Et üretimine dayalı endüstrinin çevreye neden olduğu yıkıcı etkiler Cowspiracy belgeselinde konu edilmiştir. Belgeselde verilen bilgiye göre çevredeki zararların baş nedeni hayvan yetiştiriciliği. Yapımı 2014 yılı tamamlanan belgeselde daha güncel bilgilere yer verilmiştir. Bu bilgilerden bir kısmı şunlar:
• İnekler günde 567 milyar litle metan üretiyor. Karbon dioksitle kıyasla metan, küresel ısınmanın artmasına 86 kat daha fazla neden oluyor.
• Hayvancılık yılda 130-288 trilyon litle su tüketimine neden oluyor. ABD’de kullanılan suyun 80-90%’ı hayvancılık sektöründe kullanılıyor.
• Bir hamburgeri üretmek için 2500 litre su harcanıyor, 500 gr. dana eti için ise 9460 lt.
• Hayvancılık yeryüzünün yüzde 45’ini kaplıyor. Bir çiftlikteki 2 bin 500 ineğin ürettiği atık 411 bin nüfuslu bir şehrin ürettiği atığa tekabul ediyor.
• Amazon ormanlarının yok edilmesinde hayvancılığın yüzde 91 etkisi var. Hayvancılık dünyanın 1/3’nin tahrip olmasına neden olmuştur.

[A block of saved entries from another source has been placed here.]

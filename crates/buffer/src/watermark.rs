//! Fill-level view of a ring buffer

use std::sync::Arc;
use std::sync::atomic::{AtomicUsize, Ordering};

/// Read-only projection of a buffer's fill level
///
/// Cloning is cheap; every clone observes the same buffer. Reads are a
/// single atomic load and never contend with producers or consumers.
#[derive(Debug, Clone)]
pub struct Watermark {
    len: Arc<AtomicUsize>,
    capacity: usize,
}

impl Watermark {
    pub(crate) fn new(len: Arc<AtomicUsize>, capacity: usize) -> Self {
        Self { len, capacity }
    }

    /// Items currently held
    #[inline]
    pub fn len(&self) -> usize {
        self.len.load(Ordering::Acquire)
    }

    /// Capacity of the underlying buffer
    #[inline]
    pub fn capacity(&self) -> usize {
        self.capacity
    }

    /// Fill level as a fraction in `0.0..=1.0`
    #[inline]
    pub fn utilization(&self) -> f64 {
        self.len() as f64 / self.capacity as f64
    }

    /// Fill level as a percentage in `0.0..=100.0`
    #[inline]
    pub fn utilization_percent(&self) -> f64 {
        self.utilization() * 100.0
    }
}

#[cfg(test)]
mod tests {
    use super::*;
    use crate::RingBuffer;

    #[test]
    fn test_empty_is_zero() {
        let buffer = RingBuffer::<u32>::new("test", 8);
        assert_eq!(buffer.watermark().utilization_percent(), 0.0);
    }

    #[test]
    fn test_utilization_after_puts() {
        for (capacity, puts) in [(4usize, 1usize), (4, 3), (10, 7), (3, 1), (65536, 1000)] {
            let buffer = RingBuffer::new("test", capacity);
            let watermark = buffer.watermark();
            for i in 0..puts {
                buffer.put(i).unwrap();
            }

            let expected = puts as f64 / capacity as f64 * 100.0;
            assert_eq!(watermark.utilization_percent(), expected);
        }
    }

    #[test]
    fn test_tracks_takes() {
        let buffer = RingBuffer::new("test", 4);
        let watermark = buffer.watermark();
        for i in 0..4 {
            buffer.put(i).unwrap();
        }
        assert_eq!(watermark.utilization_percent(), 100.0);

        buffer.take();
        buffer.take();
        assert_eq!(watermark.utilization_percent(), 50.0);
        assert_eq!(watermark.len(), 2);
    }

    #[test]
    fn test_concurrent_reads() {
        let buffer = Arc::new(RingBuffer::new("test", 1000));
        let watermark = buffer.watermark();

        let producer = {
            let buffer = Arc::clone(&buffer);
            std::thread::spawn(move || {
                for i in 0..1000 {
                    buffer.put(i).unwrap();
                }
            })
        };

        let reader = std::thread::spawn(move || {
            let mut last = 0.0;
            for _ in 0..1000 {
                let current = watermark.utilization_percent();
                assert!((0.0..=100.0).contains(&current));
                assert!(current >= last);
                last = current;
            }
        });

        producer.join().unwrap();
        reader.join().unwrap();
        assert_eq!(buffer.watermark().utilization_percent(), 100.0);
    }
}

• Sınai çiftliklerde yılda 70 milyar hayvan yetiştiriliyor.
• Her saat başı sadece besin olarak tüketilmek için 6 milyondan fazla hayvan öldürülüyor.
• Her gün bir vegan 4,164 lt suyun, 20,5 kg tahılın, 2,8 metre kare yerleşik alanın israfını önlüyor ve bir hayvanın hayatını kurtarmış oluyor.